NEW YORK — With regard to Europe, at least, everything old may be new again.

Donald Rumsfeld stirred a hornet’s nest ahead of the Iraq War in 2003 when he dismissed “Old Europe” as irrelevant, referring to American allies like France and Germany who warned us not to invade. The insult hit home, and Europeans never forgave him or the administration he rode in on.

European opinion about the U.S. plumetted as a result. Yet only one year later, President Barack Obama appears to have reversed that negative opinion and restored European faith in American foreign policy, according to the latest annual survey of European attitudes by the German Marshall Fund known as “Transatlantic Trends.”

Craig Kennedy, president of the German Marshall Fund, which released the survey Wednesday, called the results “a remarkable shift in transatlantic opinion from the previous administration.” The latest edition of the survey showed that three out of four people (77 percent) asked in European Union nations plus Turkey expressed a favorable view of Obama’s handling of foreign affairs. A year earlier, Europe’s opinion of American leadership had deteriorated to the point where only one out of five (19 percent) surveyed expressed approval for American foreign policy.

Too often, they said, the Yanks are arrogant, bullying — and in some cases — reckless. As many have pointed out, this was a very long fall from the days just following the 9/11 attacks, when the French daily Le Monde ran a Sept. 12, 2001, headline declaring: “We Are All Americans!”
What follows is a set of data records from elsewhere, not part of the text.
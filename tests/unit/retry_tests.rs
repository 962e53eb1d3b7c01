/*!
 * Tests for the retry bound seen through the tutor
 */

use std::sync::Arc;

use lingotutor::errors::{ProviderError, TutorError};
use lingotutor::providers::RetryPolicy;
use lingotutor::providers::mock::{MockBehavior, MockProvider};
use lingotutor::tutor::llm::TutorSettings;
use lingotutor::tutor::{LlmTutor, TutorService};

const DEFINITION: &str = r#"{"word": "mat", "definition": "alfombrilla", "translation": "estera"}"#;

fn tutor(mock: &MockProvider, retries: u32) -> LlmTutor {
    LlmTutor::new(Arc::new(mock.clone()), RetryPolicy::new(retries, 0), TutorSettings::default())
}

#[tokio::test]
async fn test_lookupWord_withTransientFailuresWithinBound_shouldSucceed() {
    let mock = MockProvider::failing_first(3, MockBehavior::Reply(DEFINITION.to_string()));
    let answer = tutor(&mock, 3).lookup_word("mat", "The mat.").await.unwrap();

    assert_eq!(answer.value.translation, "estera");
    assert_eq!(mock.request_count(), 4);
}

#[tokio::test]
async fn test_lookupWord_withPersistentServerErrors_shouldStopAfterRetryCount() {
    let mock = MockProvider::failing();
    let err = tutor(&mock, 3).lookup_word("mat", "The mat.").await.unwrap_err();

    assert!(matches!(err, TutorError::Provider(ProviderError::ApiError { status_code: 500, .. })));
    assert_eq!(mock.request_count(), 4);
}

#[tokio::test]
async fn test_lookupWord_withAuthFailure_shouldNotRetry() {
    let mock = MockProvider::new(MockBehavior::Unauthorized);
    let err = tutor(&mock, 3).lookup_word("mat", "The mat.").await.unwrap_err();

    assert!(matches!(err, TutorError::Provider(ProviderError::AuthenticationError(_))));
    assert_eq!(mock.request_count(), 1);
}

#[tokio::test]
async fn test_lookupWord_withUnparseableAnswer_shouldNotRetry() {
    let mock = MockProvider::replying("I am not JSON");
    let err = tutor(&mock, 3).lookup_word("mat", "The mat.").await.unwrap_err();

    assert!(matches!(err, TutorError::MalformedResponse(_)));
    assert_eq!(mock.request_count(), 1);
}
The Transatlantic Trends survey questioned more than 13,000 people across the continent from June to late July this year.

Generally speaking, Western Europe — the old NATO countries of the U.K., France, Germany and Italy — were more favorable to U.S. leadership, while Eastern Europe and Turkey were slightly more skeptical.
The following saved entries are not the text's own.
/*!
 * Mock provider for testing.
 *
 * Simulates the failure modes the tutor has to cope with:
 * - `MockProvider::replying(..)` - always answers with the given text
 * - `MockProvider::scripted(..)` - answers with queued replies, in order
 * - `MockProvider::failing()` - always fails with a server error
 * - `MockProvider::failing_first(n, ..)` - fails `n` times, then behaves
 */

use async_trait::async_trait;
use parking_lot::Mutex;
use std::collections::VecDeque;
use std::sync::Arc;
use std::sync::atomic::{AtomicUsize, Ordering};

use super::{CompletionRequest, CompletionResponse, Provider};
use crate::errors::ProviderError;
use crate::tutor::TokenUsage;

/// Usage reported for every successful mock answer
pub const MOCK_USAGE: TokenUsage = TokenUsage {
    prompt_tokens: 10,
    response_tokens: 5,
    total_tokens: 15,
};

/// Behavior mode for the mock provider
#[derive(Debug, Clone, PartialEq)]
pub enum MockBehavior {
    /// Always answers with this text
    Reply(String),
    /// Fails intermittently (every Nth request) with a 503
    Intermittent { fail_every: usize },
    /// Always fails with a 500
    Failing,
    /// Always fails with a 401
    Unauthorized,
    /// Answers with an empty body
    Empty,
    /// Waits before answering with the text (for ordering tests)
    Slow { delay_ms: u64, reply: String },
}

/// Mock provider for testing tutor behavior
#[derive(Debug, Clone)]
pub struct MockProvider {
    behavior: MockBehavior,
    /// Request counter, shared between clones
    request_count: Arc<AtomicUsize>,
    /// Replies served before `behavior` applies
    script: Arc<Mutex<VecDeque<Result<String, u16>>>>,
    /// Last request received, for prompt assertions
    last_request: Arc<Mutex<Option<CompletionRequest>>>,
}

impl MockProvider {
    /// Create a new mock provider with the specified behavior
    pub fn new(behavior: MockBehavior) -> Self {
        Self {
            behavior,
            request_count: Arc::new(AtomicUsize::new(0)),
            script: Arc::new(Mutex::new(VecDeque::new())),
            last_request: Arc::new(Mutex::new(None)),
        }
    }

    /// A provider that always answers with `reply`
    pub fn replying(reply: impl Into<String>) -> Self {
        Self::new(MockBehavior::Reply(reply.into()))
    }

    /// A provider that answers with `replies` in order, then repeats the last one
    pub fn scripted<I, S>(replies: I) -> Self
    where
        I: IntoIterator<Item = S>,
        S: Into<String>,
    {
        let replies: Vec<String> = replies.into_iter().map(Into::into).collect();
        let last = replies.last().cloned().unwrap_or_default();
        let provider = Self::replying(last);
        provider.script.lock().extend(replies.into_iter().map(Ok));
        provider
    }

    /// A provider failing `failures` times with a 503 before acting as `behavior`
    pub fn failing_first(failures: usize, behavior: MockBehavior) -> Self {
        let provider = Self::new(behavior);
        provider.script.lock().extend(std::iter::repeat_n(Err(503), failures));
        provider
    }

    /// Create a failing mock provider that always errors
    pub fn failing() -> Self {
        Self::new(MockBehavior::Failing)
    }

    /// Create an intermittently failing mock provider
    pub fn intermittent(fail_every: usize) -> Self {
        Self::new(MockBehavior::Intermittent { fail_every })
    }

    /// Number of `complete` calls received so far
    pub fn request_count(&self) -> usize {
        self.request_count.load(Ordering::SeqCst)
    }

    /// The most recent request, if any
    pub fn last_request(&self) -> Option<CompletionRequest> {
        self.last_request.lock().clone()
    }

    fn answer(text: impl Into<String>) -> Result<CompletionResponse, ProviderError> {
        Ok(CompletionResponse { text: text.into(), usage: MOCK_USAGE })
    }
}

#[async_trait]
impl Provider for MockProvider {
    async fn complete(&self, request: CompletionRequest) -> Result<CompletionResponse, ProviderError> {
        let count = self.request_count.fetch_add(1, Ordering::SeqCst);
        *self.last_request.lock() = Some(request);

        let scripted = self.script.lock().pop_front();
        match scripted {
            Some(Ok(text)) => return Self::answer(text),
            Some(Err(status_code)) => {
                return Err(ProviderError::from_status(
                    status_code,
                    format!("Simulated failure (request #{})", count + 1),
                ));
            }
            None => {}
        }

        match &self.behavior {
            MockBehavior::Reply(text) => Self::answer(text.clone()),

            MockBehavior::Intermittent { fail_every } => {
                if count % fail_every == fail_every - 1 {
                    Err(ProviderError::ApiError {
                        message: format!("Simulated intermittent failure (request #{})", count + 1),
                        status_code: 503,
                    })
                } else {
                    Self::answer("{}")
                }
            }

            MockBehavior::Failing => Err(ProviderError::ApiError {
                message: "Simulated provider failure".to_string(),
                status_code: 500,
            }),

            MockBehavior::Unauthorized => Err(ProviderError::AuthenticationError("invalid api key".to_string())),

            MockBehavior::Empty => Ok(CompletionResponse::default()),

            MockBehavior::Slow { delay_ms, reply } => {
                tokio::time::sleep(tokio::time::Duration::from_millis(*delay_ms)).await;
                Self::answer(reply.clone())
            }
        }
    }

    async fn test_connection(&self) -> Result<(), ProviderError> {
        match self.behavior {
            MockBehavior::Failing => Err(ProviderError::ConnectionError("mock is down".to_string())),
            MockBehavior::Unauthorized => Err(ProviderError::AuthenticationError("invalid api key".to_string())),
            _ => Ok(()),
        }
    }

    fn name(&self) -> &'static str {
        "Mock"
    }
}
Still, as the survey noted, even in Turkey, where the Iraq war next door has had very real consequences, Obama scores a 50 percent favorable rating, compared with just 8 percent last year for Bush.
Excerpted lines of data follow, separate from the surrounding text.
/*!
 * Reading view support: tokenization, vocabulary highlighting and the
 * sentence context attached to a clicked word.
 *
 * - `tokenizer`: word/separator runs
 * - `annotator`: phrase and word highlighting over a `VocabularyIndex`
 * - `context`: token normalization, sentence splitting, context snippets
 */

pub mod annotator;
pub mod context;
pub mod tokenizer;

pub use annotator::{Annotation, RenderToken, TokenKind, annotate};
pub use context::{context_snippet, lookup_key, normalize_token, sentence_context, sentences};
Some of the upswing likely resulted from a simple change at the top after eight years of often controversial and confrontational policies. Still, Obama has taken steps experts long advocated for to mend the badly frayed transatlantic relationship.

While Obama has found some promises — notably the transformation of America’s health care system — much easier to make than to keep, on foreign policy the record is more positive, and Europeans appear to appreciate that.

These include moves to close the prison camp at Guantanamo Bay, to pull out of Iraq within 16 months, to re-engage in climate change talks and to attempt a more diplomatic approach to regimes from Syria to Cuba to Iran.

It’s not all wine and roses in Europe, of course. The same survey, sponsored by the German Marshall Fund of the United States and Italy's Compagnia di San Paolo, along with other institutes in Europe, confirms the downward trend in support for the Afghan war.

More than half of those surveyed in Western Europe (55 percent) — “old NATO” in Rumsfeld-speak — want to reduce or withdraw from Afghanistan. Ironically, the trend for ending the Afghan mission is even stronger in Eastern Europe (Rumsfeld’s supposedly more pro-American “New Europe”), where 69 percent would like to get out now. Nor is it clear at all whether this Obama bounce is any more sustainable than the surge was in Iraq. Many of the longstanding wedge issues remain. U.S. support for Israel, which many Europeans view as overly indulgent, is one, as is Washington’s more hawkish stance on Iran. Both sides of the Atlantic, judging from the survey, agree a nuclear Iran is something they’d prefer not to see. But in Europe, the idea of a military option should diplomacy fail draws less support.

Still, gone is the blatantly anti-American tone of responses typical of European attitudes to the U.S. post-Iraq War. And for all the talk of a permanent shift in the transatlantic dynamic in recent years, the survey found that a majority of Europeans want the United States to play a strong role in managing the global economic collapse. And, incredibly, far more Europeans approve of Obama’s handling of the financial crisis (79 percent) than his own citizens (54 percent).

Look for Obama’s domestic opponents to make hay of that last fact.